Stesichorus also affirmed that Iphigeneia was the daughter of Helen, by Thêseus, born at Argos before her marriage with Menelaus and made over to Klytæmnêstra: this tale was perpetuated by the temple of Eileithyia at Argos, which the Argeians affirmed to have been erected by Helen (Pausan. ii. 22, 7). The ages ascribed by Hellanikus and other logographers (Hellan. Fr. 74) to Thêseus and Helen—he fifty years of age and she a child of seven—when he carried her off to Aphidnæ, can never have been the original form of any poetical legend: these ages were probably imagined in order to make the mythical chronology run smoothly; for Thêseus belongs to the generation before the Trojan war. But we ought always to recollect that Helen never grows old (τὴν γὰρ φάτις ἔμμεν᾽ ἀγήρω—Quint.
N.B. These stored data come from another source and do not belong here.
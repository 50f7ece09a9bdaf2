//! Axis, legend and title metadata for the rendering surface

use serde::Serialize;

use qc_core::{AxisSelection, ChartKind, Value};

/// How an axis spaces its ticks
#[derive(Debug, Clone, Copy, PartialEq, Eq, Serialize)]
pub enum ScaleKind {
    #[serde(rename = "linear")]
    Linear,
    #[serde(rename = "category")]
    Categorical,
}

#[derive(Debug, Clone, Copy, PartialEq, Eq, Default, Serialize)]
#[serde(rename_all = "lowercase")]
pub enum LegendPosition {
    #[default]
    Top,
    Bottom,
    Left,
    Right,
}

#[derive(Debug, Clone, PartialEq, Serialize)]
pub struct TitleOptions {
    pub display: bool,
    pub text: String,
}

impl TitleOptions {
    fn shown(text: impl Into<String>) -> Self {
        Self {
            display: true,
            text: text.into(),
        }
    }
}

#[derive(Debug, Clone, PartialEq, Serialize)]
pub struct LegendOptions {
    pub position: LegendPosition,
}

#[derive(Debug, Clone, PartialEq, Serialize)]
pub struct PluginOptions {
    pub legend: LegendOptions,
    pub title: TitleOptions,
}

#[derive(Debug, Clone, PartialEq, Serialize)]
pub struct AxisOptions {
    pub title: TitleOptions,
    #[serde(rename = "type")]
    pub scale: ScaleKind,
}

#[derive(Debug, Clone, PartialEq, Serialize)]
pub struct Scales {
    pub x: AxisOptions,
    pub y: AxisOptions,
}

/// Display-only chart metadata, derived on demand
#[derive(Debug, Clone, PartialEq, Serialize)]
#[serde(rename_all = "camelCase")]
pub struct ChartOptions {
    pub responsive: bool,
    pub maintain_aspect_ratio: bool,
    pub plugins: PluginOptions,
    #[serde(skip_serializing_if = "Option::is_none")]
    pub scales: Option<Scales>,
}

impl ChartOptions {
    pub fn title(&self) -> &str {
        &self.plugins.title.text
    }

    pub fn legend_position(&self) -> LegendPosition {
        self.plugins.legend.position
    }

    pub fn x_scale(&self) -> Option<ScaleKind> {
        self.scales.as_ref().map(|s| s.x.scale)
    }

    pub fn y_scale(&self) -> Option<ScaleKind> {
        self.scales.as_ref().map(|s| s.y.scale)
    }
}

/// Title text: capitalized chart kind followed by "Chart"
pub fn chart_title(kind: ChartKind) -> String {
    if kind.is_none() {
        return "Chart".to_string();
    }
    let name = kind.as_str();
    let mut chars = name.chars();
    match chars.next() {
        Some(first) => format!("{}{} Chart", first.to_ascii_uppercase(), chars.as_str()),
        None => "Chart".to_string(),
    }
}

/// Derive options for `kind`.
///
/// `x_sample` is a representative value of the x column; it only decides
/// whether a scatter x axis is linear. The y sample is accepted for symmetry
/// but every cartesian y axis is linear.
pub fn build_options(
    kind: ChartKind,
    axes: &AxisSelection,
    x_sample: Option<&Value>,
    _y_sample: Option<&Value>,
) -> ChartOptions {
    let scales = kind.has_axes().then(|| {
        let x_scale = if kind == ChartKind::Scatter && x_sample.map_or(false, Value::is_number) {
            ScaleKind::Linear
        } else {
            ScaleKind::Categorical
        };

        Scales {
            x: AxisOptions {
                title: TitleOptions::shown(axes.x().unwrap_or_default()),
                scale: x_scale,
            },
            y: AxisOptions {
                title: TitleOptions::shown(axes.y().unwrap_or_default()),
                scale: ScaleKind::Linear,
            },
        }
    });

    ChartOptions {
        responsive: true,
        maintain_aspect_ratio: false,
        plugins: PluginOptions {
            legend: LegendOptions {
                position: LegendPosition::default(),
            },
            title: TitleOptions::shown(chart_title(kind)),
        },
        scales,
    }
}
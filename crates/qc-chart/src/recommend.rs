//! Default chart type and axes for freshly received data

use qc_core::{AxisSelection, ChartKind};

use crate::classify::ColumnClassification;

/// A suggested chart, applied only while the user has not chosen one
#[derive(Debug, Clone, PartialEq)]
pub struct Recommendation {
    pub kind: ChartKind,
    pub axes: AxisSelection,
}

/// Pick a chart for the classified columns; first matching rule wins.
///
/// 1. Two or more numeric columns: scatter of the first two.
/// 2. A categorical and a numeric column: bar of the first of each.
/// 3. A single numeric column over several rows: line against row index.
/// 4. Otherwise nothing.
pub fn recommend(classification: &ColumnClassification, row_count: usize) -> Option<Recommendation> {
    let numeric = classification.numeric();
    let categorical = classification.categorical();

    let recommendation = if numeric.len() >= 2 {
        Recommendation {
            kind: ChartKind::Scatter,
            axes: AxisSelection::xy(numeric[0], numeric[1]),
        }
    } else if !categorical.is_empty() && !numeric.is_empty() {
        Recommendation {
            kind: ChartKind::Bar,
            axes: AxisSelection::xy(categorical[0], numeric[0]),
        }
    } else if numeric.len() == 1 && row_count > 1 {
        Recommendation {
            kind: ChartKind::Line,
            axes: AxisSelection::x_only(numeric[0]),
        }
    } else {
        tracing::debug!(
            "No chart recommendation for {} numeric / {} categorical columns over {} rows",
            numeric.len(),
            categorical.len(),
            row_count
        );
        return None;
    };

    tracing::info!(
        "Recommending {} chart (x: {:?}, y: {:?})",
        recommendation.kind,
        recommendation.axes.x(),
        recommendation.axes.y()
    );
    Some(recommendation)
}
Smyrn. x. 312), and that her chronology consists only with an immortal being. Servius observes (ad Æneid. ii. 601)—“Helenam immortalem fuisse indicat tempus. Nam constat fratres ejus cum Argonautis fuisse. Argonautarum filii cum Thebanis (Thebano Eteoclis et Polynicis bello) dimicaverunt. Item illorum filii contra Trojam bella gesserunt. Ergo, si immortalis Helena non fuisset, tot sine dubio seculis durare non posset.” So Xenophon, after enumerating many heroes of different ages, all pupils of Cheirôn, says that the life of Cheirôn suffices for all, he being brother of Zeus (De Venatione, c. 1).
The daughters of Tyndareus are Klytæmnêstra, Helen, and Timandra, all open to the charge advanced by Stesichorus: see about Timandra, wife of the Tegeate Echemus, the new fragment of the Hesiodic Catalogue, recently restored by Geel (Göttling, Pref. Hesiod. p. lxi.).